Venda a estrangeiros pode beneficiar o Ceará.

De acordo com a proposta do governo, o investidor de outro país poderá comprar até 100 mil hectares.

16/03/2017

Embora, num primeiro momento, o projeto de lei que permite a venda de terras para estrangeiros não represente impactos relevantes para o agronegócio cearense, a expectativa é que no médio e longo prazo a medida possa favorecer, sobretudo, investimentos na pecuária leiteira. De acordo com a proposta do governo, o investidor estrangeiro poderá comprar até 100 mil hectares de terra para produção agrícola, podendo arrendar outros 100 mil hectares. A expectativa é de que o projeto de lei seja votado pelo Congresso Nacional ainda neste mês.

Como o Estado não dispõe de grandes extensões de terras agricultáveis, mesmo incluindo os perímetros irrigados, o presidente da Federação da Agricultura e Pecuária do Estado do Ceará (Faec), Flávio Saboya, avalia que o setor da pecuária leiteira poderia se beneficiar da medida, uma vez que o clima no semiárido nordestino é propício para a criação do gado. "Hoje, as grandes produtoras de leite do mundo estão nos desertos da Arábia Saudita e de Israel. O gado de leite não gosta de lama nem de chuva excessiva. E a comida, que é o essencial, ela pode ser produzida nas áreas irrigadas", diz Saboya. "Então essa é uma alternativa que a sonha ter no futuro".

Com cerca de 70% de todo o potencial de armazenamento hídrico do Nordeste, o Ceará poderá atrair investidores internacionais no setor de leite, avalia Saboya. "Com chuvas normais, nós temos disponibilidade hídrica", diz. "Recentemente, nós estivemos na China, que é um país muito carente em leite, e participamos de encontros de aproximação de interesses comerciais na agricultura nos quais colocamos que há uma boa possibilidade de produzir leite no semiárido nordestino".

Agricultura

Com relação às áreas voltadas para a agricultura, em particular para o cultivo de frutas, o maior obstáculo para atração de investidores internacionais é a seca. Nos últimos anos, mesmo as terras dos perímetros irrigados enfrentaram problemas de falta de água, fazendo com que grandes produtores migrassem para outros estados. "As áreas que poderiam gerar mais interesse seriam as áreas irrigadas", diz Saboya. "O Ceará tem o potencial de irrigar 80 mil hectares, mas hoje exploramos apenas de 20 mil a 30 mil hectares dessas áreas. E muitas delas estão paradas por conta da seca", diz.
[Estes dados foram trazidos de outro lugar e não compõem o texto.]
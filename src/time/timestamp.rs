use std::cmp::Ordering;
use std::fmt;

use chrono::{Datelike, NaiveDate, NaiveDateTime, Timelike};

use crate::core::{Error, Result};
use super::util::{day_of_week, days_in_month};

/// Minutes in one day
pub const MINUTES_PER_DAY: u32 = 24 * 60;

/// Days from 2000-01-01 to 2100-01-01
pub const DAYS_PER_CENTURY: u32 = 100 * 365 + 25;

/// A point in time between 2000-01-01 00:00 and 2099-12-31 23:59 with
/// minute resolution.
///
/// Every date-affecting mutation re-normalizes the value and recomputes the
/// day of week, so a timestamp built through [`CalendarTimestamp::new`] or
/// the setters is always a valid calendar date. [`CalendarTimestamp::from_raw`]
/// is the one escape hatch, used when loading persisted fields.
#[derive(Debug, Clone, Copy, PartialEq, Eq, Hash)]
pub struct CalendarTimestamp {
    minute: u8,
    hour: u8,
    date: u8,
    day_of_week: u8,
    month: u8,
    year: u8,
}

impl Default for CalendarTimestamp {
    fn default() -> Self {
        CalendarTimestamp::new(0, 0, 1, 0, 1, 0)
    }
}

impl CalendarTimestamp {
    /// Creates a normalized timestamp. The given day of week is replaced by
    /// the one computed from the date.
    pub fn new(minute: u8, hour: u8, date: u8, day_of_week: u8, month: u8, year: u8) -> Self {
        let mut timestamp = Self::from_raw(minute, hour, date, day_of_week, month, year);
        timestamp.check_date_validity(true);
        timestamp
    }

    /// Creates a timestamp without date validation. Minutes and hours are
    /// still reduced into range.
    pub fn from_raw(minute: u8, hour: u8, date: u8, day_of_week: u8, month: u8, year: u8) -> Self {
        CalendarTimestamp {
            minute: minute % 60,
            hour: hour % 24,
            date,
            day_of_week,
            month,
            year,
        }
    }

    /// Builds the timestamp `minutes` after 2000-01-01 00:00, wrapping at the
    /// end of the century.
    pub fn from_minutes_of_century(minutes: u32) -> Self {
        let minutes_of_day = minutes % MINUTES_PER_DAY;
        let mut days = (minutes / MINUTES_PER_DAY) % DAYS_PER_CENTURY;

        let mut year = 0u8;
        loop {
            let year_len = if year % 4 == 0 { 366 } else { 365 };
            if days < year_len {
                break;
            }
            days -= year_len;
            year += 1;
        }

        let mut month = 1u8;
        while days >= days_in_month(month, year) as u32 {
            days -= days_in_month(month, year) as u32;
            month += 1;
        }

        Self::new(
            (minutes_of_day % 60) as u8,
            (minutes_of_day / 60) as u8,
            days as u8 + 1,
            0,
            month,
            year,
        )
    }

    /// Converts a chrono date-time, dropping seconds.
    pub fn from_naive(datetime: &NaiveDateTime) -> Result<Self> {
        let year = datetime.year();
        if !(2000..=2099).contains(&year) {
            return Err(Error::invalid_date(format!(
                "year {} outside 2000..=2099",
                year
            )));
        }
        Ok(Self::new(
            datetime.minute() as u8,
            datetime.hour() as u8,
            datetime.day() as u8,
            0,
            datetime.month() as u8,
            (year - 2000) as u8,
        ))
    }

    /// Converts to a chrono date-time; `None` for un-normalized raw values.
    pub fn to_naive(&self) -> Option<NaiveDateTime> {
        NaiveDate::from_ymd_opt(self.full_year() as i32, self.month as u32, self.date as u32)?
            .and_hms_opt(self.hour as u32, self.minute as u32, 0)
    }

    pub fn minute(&self) -> u8 {
        self.minute
    }

    pub fn hour(&self) -> u8 {
        self.hour
    }

    pub fn date(&self) -> u8 {
        self.date
    }

    /// Day of week, Monday = 1 through Sunday = 7
    pub fn day_of_week(&self) -> u8 {
        self.day_of_week
    }

    pub fn month(&self) -> u8 {
        self.month
    }

    /// Two-digit year
    pub fn year(&self) -> u8 {
        self.year
    }

    pub fn full_year(&self) -> u16 {
        2000 + self.year as u16
    }

    pub fn minutes_of_day(&self) -> u16 {
        self.minute as u16 + 60 * self.hour as u16
    }

    /// Minutes of the day folded onto a 12 hour dial, 0..=719
    pub fn minutes_of_12h_day(&self) -> u16 {
        self.minutes_of_day() % (12 * 60)
    }

    /// Minutes since Monday 00:00
    pub fn minutes_of_week(&self) -> u32 {
        self.day_of_week.saturating_sub(1) as u32 * MINUTES_PER_DAY + self.minutes_of_day() as u32
    }

    /// Minutes since 2000-01-01 00:00. This is the ordering key for timestamps
    /// and the basis for elapsed-time comparisons.
    pub fn minutes_of_century(&self) -> u32 {
        let year = self.year as u32;
        let mut days = year * 365 + (year + 3) / 4;
        for month in 1..self.month {
            days += days_in_month(month, self.year) as u32;
        }
        days += self.date.saturating_sub(1) as u32;
        days * MINUTES_PER_DAY + self.minutes_of_day() as u32
    }

    /// Stores `minute mod 60`; never carries into the hour.
    pub fn set_minutes(&mut self, minute: u8) {
        self.minute = minute % 60;
    }

    /// Stores `hour mod 24`; never carries into the date.
    pub fn set_hours(&mut self, hour: u8) {
        self.hour = hour % 24;
    }

    /// Overrides the day of week without touching the date.
    pub fn set_day_of_week(&mut self, day_of_week: u8) {
        self.day_of_week = day_of_week;
    }

    pub fn set_date(&mut self, date: u8, overflow: bool) {
        self.normalize_fields(date as u16, self.month as u16, self.year as u16, overflow);
    }

    pub fn set_month(&mut self, month: u8, overflow: bool) {
        self.normalize_fields(self.date as u16, month as u16, self.year as u16, overflow);
    }

    pub fn set_year(&mut self, year: u8, overflow: bool) {
        self.normalize_fields(self.date as u16, self.month as u16, year as u16, overflow);
    }

    /// Replaces all fields. With `check_validity` unset the values are kept
    /// as given, which is how stale persisted values are loaded.
    #[allow(clippy::too_many_arguments)]
    pub fn set(
        &mut self,
        minute: u8,
        hour: u8,
        date: u8,
        day_of_week: u8,
        month: u8,
        year: u8,
        check_validity: bool,
    ) {
        *self = Self::from_raw(minute, hour, date, day_of_week, month, year);
        if check_validity {
            self.check_date_validity(true);
        }
    }

    /// Copies all fields from `other`
    pub fn set_from(&mut self, other: &CalendarTimestamp, check_validity: bool) {
        *self = *other;
        if check_validity {
            self.check_date_validity(true);
        }
    }

    pub fn inc_minutes(&mut self, minutes: u8) {
        self.minute = ((self.minute as u16 + minutes as u16) % 60) as u8;
    }

    pub fn inc_hours(&mut self, hours: u8) {
        self.hour = ((self.hour as u16 + hours as u16) % 24) as u8;
    }

    pub fn inc_date(&mut self, days: u8, overflow: bool) {
        self.normalize_fields(
            self.date as u16 + days as u16,
            self.month as u16,
            self.year as u16,
            overflow,
        );
    }

    pub fn inc_month(&mut self, months: u8, overflow: bool) {
        self.normalize_fields(
            self.date as u16,
            self.month as u16 + months as u16,
            self.year as u16,
            overflow,
        );
    }

    pub fn inc_year(&mut self, years: u8, overflow: bool) {
        self.normalize_fields(
            self.date as u16,
            self.month as u16,
            self.year as u16 + years as u16,
            overflow,
        );
    }

    /// Shifts the time by a signed number of hours, carrying across day,
    /// month and year boundaries in both directions.
    pub fn add_sub_hours_overflow(&mut self, hours: i8) {
        let mut sum = self.hour as i16 + hours as i16;
        let mut date = self.date as i16;
        let mut month = self.month.max(1) as i16;
        let mut year = self.year as i16;

        while sum < 0 {
            sum += 24;
            date -= 1;
            if date < 1 {
                month -= 1;
                if month < 1 {
                    month = 12;
                    year = if year == 0 { 99 } else { year - 1 };
                }
                date = days_in_month(month as u8, year as u8) as i16;
            }
        }
        date += sum / 24;
        self.hour = (sum % 24) as u8;

        self.normalize_fields(date as u16, month as u16, year as u16, true);
    }

    /// Advances by one minute with full carry, the tick of a free-running
    /// local clock.
    pub fn advance_minute(&mut self) {
        *self = Self::from_minutes_of_century(self.minutes_of_century() + 1);
    }

    /// Brings raw values back into a valid calendar date, carrying overflow.
    pub fn normalize(&mut self) {
        self.check_date_validity(true);
    }

    /// Clamps and reduces month and date into range, carrying into the next
    /// higher unit when `overflow` is set, then recomputes the day of week.
    pub fn check_date_validity(&mut self, overflow: bool) {
        self.normalize_fields(self.date as u16, self.month as u16, self.year as u16, overflow);
    }

    fn normalize_fields(&mut self, mut date: u16, mut month: u16, mut year: u16, overflow: bool) {
        if month < 1 {
            month = 1;
        }
        while month > 12 {
            month -= 12;
            if overflow {
                year += 1;
            }
        }

        if date < 1 {
            date = 1;
        }
        loop {
            let month_len = days_in_month(month as u8, (year % 100) as u8) as u16;
            if date <= month_len {
                break;
            }
            date -= month_len;
            if overflow {
                month += 1;
                if month > 12 {
                    month -= 12;
                    year += 1;
                }
            }
        }

        self.date = date as u8;
        self.month = month as u8;
        self.year = (year % 100) as u8;
        self.day_of_week = day_of_week(self.date, self.month, self.year);
    }
}

impl PartialOrd for CalendarTimestamp {
    fn partial_cmp(&self, other: &Self) -> Option<Ordering> {
        Some(self.cmp(other))
    }
}

impl Ord for CalendarTimestamp {
    fn cmp(&self, other: &Self) -> Ordering {
        self.minutes_of_century()
            .cmp(&other.minutes_of_century())
            .then_with(|| {
                (self.year, self.month, self.date, self.hour, self.minute, self.day_of_week).cmp(&(
                    other.year,
                    other.month,
                    other.date,
                    other.hour,
                    other.minute,
                    other.day_of_week,
                ))
            })
    }
}

impl fmt::Display for CalendarTimestamp {
    fn fmt(&self, f: &mut fmt::Formatter<'_>) -> fmt::Result {
        write!(
            f,
            "{:02}:{:02} {:02}.{:02}.{:02}",
            self.hour, self.minute, self.date, self.month, self.year
        )
    }
}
Segundo João Teixeira, presidente da União dos Agronegócios no Vale do Jaguaribe (Univale), a microrregião do Baixo Jaguaribe, que se destaca no segmento da fruticultura, é uma das áreas do Estado que poderá atrair investimentos estrangeiros. "Agora mesmo, há um grupo da Áustria (Meri Pobo) que está instalado em Jaguaruana. Ele é um grande produtor de produtos orgânicos e, hoje, é o maior projeto estrangeiro aqui no Estado, com mais de 4 mil hectares no Tabuleiro de Russas", diz.

No entanto, Teixeira diz que o principal gargalo é a insegurança quanto ao fornecimento de água, já que em momentos de seca o Estado prioriza o consumo humano e animais. "Mesmo os grandes produtores de frutas locais deixaram de produzir no Ceará e migraram para outros estados por conta da seca", diz. "Então não vejo tanto impacto (dessa medida) para a agricultura do Ceará. A gente não tem grandes propriedades, e as grandes não têm estrutura. Todos sofrem com a falta de água", diz.

Medida

Em meados de fevereiro, o ministro da Fazenda, Henrique Meirelles, disse, em entrevista, que a venda de terras para estrangeiros seria liberada "nos próximos 30 dias". O objetivo da medida, segundo ele, é dar impulso ao agronegócio, "uma das áreas que está dando certo" no País. O ministro, no entanto, não informou que tipo de mecanismo legal será utilizado para liberar o acesso de investidores de fora do Brasil ao mercado de propriedades rurais.